Focus: EXIF re-extraction, colour profile normalization, and making the system observable + consistent across CLI, jobs, and APIs.
What I did
- Shipped a bulk EXIF re-extract API
- Built /api/v1/exif/reextract-bulk to accept a list of image UUIDs and re-run EXIF extraction at scale.
- Ensured it reuses the same extraction pipeline as the CLI command instead of duplicating logic.
- Made the endpoint behave like other v1 APIs (removed “internal-only” restrictions, aligned auth/middleware).
- Hardened colour profile handling
- Fixed a real production edge case:
- When ICC-header.ColorSpaceData exists and trims to “RGB”, it must override ExifIFD.ColorSpace(even if EXIF says sRGB).
- Normalized colour profile now correctly reports:
- space: “RGB”
- source: “icc_header”
- Raw EXIF remains untouched; only derived data is affected.
- Fixed a real production edge case:
- Fixed a production TypeError
- Found and resolved a strict return-type bug in ColorProfileFromMetadata.
- The extractor previously assumed colour space always exists — reality disagreed.
- Updated logic to safely handle missing ICC + EXIF colour space without throwing.
- Result: no more 500s when images legitimately have no colour space data.
- Unified the main EXIF extractor job
- Updated the existing EXIF extraction job to use the same shared service as:
- CLI re-extract
- Bulk re-extract API
- This removed silent divergence between “initial ingest” and “manual re-extract”.

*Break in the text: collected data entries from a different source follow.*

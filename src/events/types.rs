//! Zoom-change values.
//!
//! Pure Rust with no FFI dependencies, fully testable.

use std::fmt;

use crate::zoom::{MonitorId, ZoomLevel};

/// An old -> new zoom transition.
///
/// Both zooms are validated [`ZoomLevel`]s, so the scale factor never
/// divides by zero.
#[derive(Debug, Clone, Copy, PartialEq, Eq, Hash)]
pub struct ZoomChangeEvent {
    old_zoom: ZoomLevel,
    new_zoom: ZoomLevel,
}

impl ZoomChangeEvent {
    pub fn new(old_zoom: ZoomLevel, new_zoom: ZoomLevel) -> Self {
        Self { old_zoom, new_zoom }
    }

    pub fn old_zoom(&self) -> ZoomLevel {
        self.old_zoom
    }

    pub fn new_zoom(&self) -> ZoomLevel {
        self.new_zoom
    }

    /// `new_zoom / old_zoom`.
    pub fn scale_factor(&self) -> f32 {
        self.new_zoom.percent() as f32 / self.old_zoom.percent() as f32
    }

    /// True when the zoom actually changes.
    pub fn is_change(&self) -> bool {
        self.old_zoom != self.new_zoom
    }
}

impl fmt::Display for ZoomChangeEvent {
    fn fmt(&self, f: &mut fmt::Formatter<'_>) -> fmt::Result {
        write!(f, "[oldZoom={}, newZoom={}]", self.old_zoom, self.new_zoom)
    }
}

/// A DPI report from the windowing glue, posted from whatever thread
/// received it.
#[derive(Debug, Clone, Copy, PartialEq, Eq)]
pub struct DpiNotification {
    /// Monitor whose density changed.
    pub monitor: MonitorId,
    /// New physical DPI of that monitor.
    pub dpi: u32,
}

#[cfg(test)]
mod tests {
    use super::*;

    fn zoom(p: i32) -> ZoomLevel {
        ZoomLevel::new(p).unwrap()
    }

    #[test]
    fn test_scale_factor() {
        assert_eq!(ZoomChangeEvent::new(zoom(100), zoom(200)).scale_factor(), 2.0);
        assert_eq!(ZoomChangeEvent::new(zoom(200), zoom(100)).scale_factor(), 0.5);
        assert_eq!(ZoomChangeEvent::new(zoom(100), zoom(150)).scale_factor(), 1.5);
    }

    #[test]
    fn test_is_change() {
        assert!(ZoomChangeEvent::new(zoom(100), zoom(125)).is_change());
        assert!(!ZoomChangeEvent::new(zoom(125), zoom(125)).is_change());
    }

    #[test]
    fn test_event_display() {
        let event = ZoomChangeEvent::new(zoom(100), zoom(200));
        assert_eq!(event.to_string(), "[oldZoom=100%, newZoom=200%]");
    }
}
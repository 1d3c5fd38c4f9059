//! Reference values for zoom and DPI conversion.

// === Reference Values ===

/// Zoom percentage that means "no scaling".
pub const REFERENCE_ZOOM: i32 = 100;

/// DPI that corresponds to [`REFERENCE_ZOOM`].
pub const REFERENCE_DPI: u32 = 96;

/// Typographic points per inch, used to turn font points into pixels.
pub const POINTS_PER_INCH: u32 = 72;

// === Sentinels ===

/// "Unset" size value. Passed through every scalar conversion unchanged.
pub const UNSET: i32 = -1;

// === Explicit Zoom Limits ===

/// Smallest zoom accepted from an explicit percentage in the config.
pub const MIN_CONFIGURED_ZOOM: i32 = 25;

/// Largest zoom accepted from an explicit percentage in the config.
pub const MAX_CONFIGURED_ZOOM: i32 = 1600;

- Updated the existing EXIF extraction job to use the same shared service as:
- Added a read-only bulk EXIF fetch endpoint
- Implemented a new endpoint with the same payload as reextract-bulk, but read-only.
- Purpose: fetch persisted EXIF + normalized colour profile directly from DB.
- Useful for inspection, debugging, and client-side validation without mutation.
- Improved observability without log pollution
- Continued using bordered-investigation.log for:
- EXIF edge cases
- missing colour space diagnostics
- local path / metadata investigations
- Kept production logs clean and meaningful.
- Continued using bordered-investigation.log for:
What I learned
- Type systems don’t protect you from reality
- Strict return types are only correct if your data model matches the real world.
- EXIF data is messy, optional, and inconsistent — code must reflect that truth.
- Single source of truth matters more than speed
- The biggest long-term win was forcing CLI, job, and API to share the same extractor.
- Any duplication here would silently rot over time.
- “Read” endpoints are as important as “write” endpoints
- Being able to fetch raw EXIF + derived state from DB is critical for debugging and trust.
- Mutation-only APIs make systems opaque and stressful to operate.
- Observability needs intent, not volume
- A dedicated investigation log is far more valuable than spamming production logs.
- Knowing where to log is just as important as knowing what to log.
- Colour management is full of traps
- ICC headers can be more authoritative than EXIF tags.
- Normalization rules must be explicit, documented, and tested — assumptions will fail.
Overall:
Today was about turning EXIF handling from a “best effort” feature into a reliable, inspectable, and repeatable system. Less magic, more truth.